02 May 2008

Liberty of conscience

by Matthew Arkapaw

I often hear ‘liberty of conscience’ talked about in Baptist churches in a way that I think misunderstands what it actually refers to. As I understand it, the Baptist idea of liberty of conscience does not mean people are free to do what they like and believe what they like, nor that they have a ‘right’ to do so. It actually has a rather narrow twofold historical meaning.

Firstly, that the state, or ecclesiastical, hierarchy has no apriori right, in God’s eyes, to order the beliefs and practices of a local church which gathers around the word of God and gives evidence of the work of the Spirit of Jesus. Such a church is ‘free’ to organize itself, and consider itself spiritually legitimate, regardless of the church’s connection to a state or ecclesiastical hierarchy.
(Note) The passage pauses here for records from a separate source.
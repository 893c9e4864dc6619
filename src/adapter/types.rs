use serde::{Deserialize, Serialize};

#[derive(Debug, Clone, Serialize)]
pub struct MessagesRequest<'a> {
    pub model: &'a str,
    pub max_tokens: u32,
    pub messages: Vec<Message>,
}

#[derive(Debug, Clone, Serialize, Deserialize)]
pub struct Message {
    pub role: String,
    pub content: String,
}

#[derive(Debug, Clone, Deserialize)]
pub struct MessagesResponse {
    #[serde(default)]
    pub content: Vec<ContentBlock>,
    #[serde(default)]
    pub stop_reason: Option<String>,
}

#[derive(Debug, Clone, Deserialize)]
pub struct ContentBlock {
    #[serde(rename = "type")]
    pub kind: String,
    #[serde(default)]
    pub text: Option<String>,
}

impl MessagesResponse {
    pub fn first_text(&self) -> Option<&str> {
        self.content
            .iter()
            .find(|b| b.kind == "text")
            .and_then(|b| b.text.as_deref())
    }
}
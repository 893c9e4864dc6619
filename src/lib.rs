pub mod adapter;
pub mod chunk_plan;
pub mod cli;
pub mod config;
pub mod credentials;
pub mod dispatch;
pub mod document;
pub mod envelope;
pub mod error;
pub mod jobs;
pub mod languages;
pub mod merge;
pub mod orchestrator;
pub mod pacing;
pub mod report;
pub mod store;
pub mod strategy;
pub mod util;
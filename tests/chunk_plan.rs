mod common;

use doc_translate::{
    chunk_plan::{ChunkKind, ChunkPlan},
    document::SourceDocument,
    strategy::Strategy,
};

#[test]
fn chunked_plan_is_head_batches_tail() {
    let doc = SourceDocument::from_value(common::rich_article(5)).unwrap();
    let plan = ChunkPlan::chunked(&doc, 2);

    assert_eq!(plan.strategy, Strategy::Chunked);
    let kinds: Vec<ChunkKind> = plan.chunks.iter().map(|c| c.kind).collect();
    assert_eq!(
        kinds,
        vec![
            ChunkKind::Head,
            ChunkKind::Sections { batch: 0, start: 0, end: 2 },
            ChunkKind::Sections { batch: 1, start: 2, end: 4 },
            ChunkKind::Sections { batch: 2, start: 4, end: 5 },
            ChunkKind::Tail,
        ]
    );
    assert_eq!(plan.section_batches(), 3);
    assert_eq!(plan.section_count(), 5);
    assert!(plan.chunks[0].kind.is_fatal());
    assert!(!plan.chunks[1].kind.is_fatal());

    let head = &plan.chunks[0].payload;
    assert_eq!(head["title"], "Moraira Property Guide");
    assert_eq!(head["quickAnswer"], "Yes");
    assert!(head.get("conclusion").is_none());

    let batch = plan.chunks[2].payload.as_array().unwrap();
    assert_eq!(batch[0]["heading"], "Section 3");

    let tail = &plan.chunks.last().unwrap().payload;
    assert_eq!(tail["conclusion"], "Conclusion text");
    assert_eq!(tail["showcaseText"][1]["properties"][0]["title"], "Flat C");
    assert!(tail["showcaseText"][0]["properties"][0].get("price").is_none());
}

#[test]
fn document_without_sections_has_head_and_tail_only() {
    let doc = SourceDocument::from_value(common::rich_article(0)).unwrap();
    let plan = ChunkPlan::chunked(&doc, 2);
    assert_eq!(plan.chunks.len(), 2);
    assert_eq!(plan.section_batches(), 0);
}

#[test]
fn single_plan_carries_everything() {
    let doc = SourceDocument::from_value(common::rich_article(3)).unwrap();
    let plan = ChunkPlan::single(&doc);
    assert_eq!(plan.chunks.len(), 1);
    assert_eq!(plan.chunks[0].kind, ChunkKind::Full);
    let payload = &plan.chunks[0].payload;
    assert_eq!(payload["sections"].as_array().unwrap().len(), 3);
    assert_eq!(payload["tags"][1], "property");
    assert!(payload.get("slug").is_none());
}

#[test]
fn zero_batch_size_is_treated_as_one() {
    let doc = SourceDocument::from_value(common::rich_article(3)).unwrap();
    let plan = ChunkPlan::chunked(&doc, 0);
    assert_eq!(plan.section_batches(), 3);
}
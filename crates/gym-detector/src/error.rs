//! Detector error types.

use thiserror::Error;

/// Result type for detector operations.
pub type DetectorResult<T> = Result<T, DetectorError>;

/// Errors from the pose-detection collaborator.
#[derive(Debug, Error)]
pub enum DetectorError {
    #[error("Invalid media URL: {0}")]
    InvalidUrl(String),

    #[error("Detection service returned {status}: {message}")]
    ServiceError { status: u16, message: String },

    #[error("Detection request failed: {0}")]
    Request(#[from] reqwest::Error),

    #[error("Failed to decode detection response: {0}")]
    Decode(#[from] serde_json::Error),
}

impl DetectorError {
    /// True for failures worth retrying (timeouts, connection problems,
    /// service-side 5xx). Client-side errors and decode failures are not.
    pub fn is_retryable(&self) -> bool {
        match self {
            Self::ServiceError { status, .. } => *status >= 500,
            Self::Request(e) => e.is_timeout() || e.is_connect(),
            Self::InvalidUrl(_) | Self::Decode(_) => false,
        }
    }
}
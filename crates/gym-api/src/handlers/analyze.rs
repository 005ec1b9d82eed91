//! Single-media analysis handler.

use axum::extract::State;
use axum::http::HeaderMap;
use axum::Json;
use chrono::{DateTime, Utc};
use serde::{Deserialize, Serialize};
use tracing::{info, warn};

use gym_models::{AnalysisSession, Frame, ScoreBand, ScoreRecord};
use gym_scoring::analyze_pose;

use crate::error::{ApiError, ApiResult};
use crate::metrics;
use crate::security::{require_user, validate_media_url};
use crate::state::AppState;

/// Request to analyze one routine.
///
/// Exactly one frame source must be supplied: `media_url` (frames fetched
/// from the detection service) or inline `frames` (already-detected
/// landmarks, e.g. from an on-device detector).
#[derive(Debug, Deserialize)]
pub struct AnalyzeRequest {
    /// Media to run detection on
    #[serde(default)]
    pub media_url: Option<String>,
    /// Pre-detected landmark frames
    #[serde(default)]
    pub frames: Option<Vec<Frame>>,
    /// Media duration in seconds, if the caller knows it
    #[serde(default)]
    pub duration_seconds: Option<f64>,
}

/// Response for a completed analysis.
#[derive(Debug, Serialize)]
pub struct AnalyzeResponse {
    /// Persisted session ID
    pub session_id: String,
    /// Media location the session refers to
    pub media_url: String,
    /// The score record
    pub score: ScoreRecord,
    /// Presentation band for the composite score
    pub band: ScoreBand,
    /// When the session was created
    pub created_at: DateTime<Utc>,
}

/// Analyze one routine and persist the resulting session.
///
/// Degenerate input (no frames, or no scorable frames) is not an error:
/// the engine's zero-score record is persisted and returned with 200.
pub async fn analyze(
    State(state): State<AppState>,
    headers: HeaderMap,
    Json(request): Json<AnalyzeRequest>,
) -> ApiResult<Json<AnalyzeResponse>> {
    let user_id = require_user(&headers)?;

    let (frames, media_url, source) = match (request.frames, request.media_url) {
        (Some(_), Some(_)) => {
            return Err(ApiError::bad_request(
                "provide either media_url or frames, not both",
            ));
        }
        (None, None) => {
            return Err(ApiError::bad_request(
                "one of media_url or frames is required",
            ));
        }
        (Some(frames), None) => (frames, "inline://frames".to_string(), "inline"),
        (None, Some(url)) => {
            let url = validate_media_url(&url)?;
            let frames = state.detector.detect(&url).await.map_err(|e| {
                warn!(error = %e, "detection failed");
                ApiError::from(e)
            })?;
            (frames, url, "detector")
        }
    };

    let record = analyze_pose(&frames);
    metrics::record_analysis(frames.len(), source);

    let mut session = AnalysisSession::new(&user_id, &media_url, &record, frames);
    if let Some(duration) = request.duration_seconds {
        session = session.with_duration(duration);
    }
    let session_id = session.id.clone();
    let created_at = session.created_at;

    state.sessions.create(session).await?;

    info!(
        session_id = %session_id,
        user_id = %user_id,
        ai_score = record.ai_score,
        "analysis completed"
    );

    Ok(Json(AnalyzeResponse {
        session_id,
        media_url,
        band: record.band(),
        score: record,
        created_at,
    }))
}
//! Pose scoring engine for gymnastics routines.
//!
//! The core is [`analyze_pose`]: a pure, synchronous function from a
//! sequence of landmark frames to a [`gym_models::ScoreRecord`]. It performs
//! no I/O, holds no state between calls, and may be invoked concurrently.
//! The [`interpolate`] helper up-samples a low-rate landmark stream for
//! smooth overlay playback; scoring always operates on the original frames.

pub mod angles;
pub mod csv;
pub mod engine;
pub mod feedback;
pub mod interpolate;

pub use angles::joint_angle;
pub use csv::sessions_to_csv;
pub use engine::analyze_pose;
pub use interpolate::interpolate;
The only caveat on such ‘liberty’ would be in the case of a congregation voluntarily associating with a group, and voluntarily submitting to certain rules for the sake of belonging to that group. So, for example, a church in our union could not expect to reject our statement of faith and remain in our union. Such a church would not necessarily be anathematized as anti-gospel (depending on what it rejected!), but it could not reasonably expect to stay in the union. It would not be at ‘liberty’ to reject the statement and yet remain in the group that finds its common ground in the statement. This is simply logical.

Secondly, liberty of conscience refers to the belief that force (manipulation, threat of punishment, or even the minimizing of civil liberties) is not a biblically valid way of promoting and maintaining the Christian church. This is where the early Baptists differed radically from the Magisterial Reformers. Thus, even in the early 17th century the early Baptists thought no person should be socially or politically disadvantaged for being Roman Catholic, or ‘Mohammedan’ or atheistic, or whatever. Coercion (political, social, economic, physical) should not force a person to go against their conscience. Such ‘conversion’ is invalid in the eyes of Baptists and does not appear in the New Testament.

Likewise, there should be no social or political disadvantage for a person converting out of Christianity and into another faith (the spiritual disadvantage, of course, remains terribly absolute and would be clearly explained to the person, but the decision would be made on the basis of their un-coerced conscience, and they would be accountable to God for that. They would not be accountable to any earthly power in any earthly way.)

If I’m on the right track here then we would need to be careful about using the phrase ‘Baptists believe in the liberty of conscience’ to suggest that ministers, churches, or individual members of our churches have some kind of doctrinal and behavioral liberty per se.

Matthew Arkapaw is a pastor at Mortdale-Oatley Baptist Church (Sydney).

1 comment:

Hefin said...

Matt has expressed here in much greater detail and cogency the concern which I expressed in my comment on Rod's "Why I am a baptist (part 7)".

I suspect, however, as a matter of historical fact that a significant number of Baptists adopted what might be called the 'doctrinal liberty' position a long time ago. One strand of the 'anti-confessionalist' apologetic in Baptist circles has appealed to doctrinal liberty within the churches from at least the early 19th century onwards.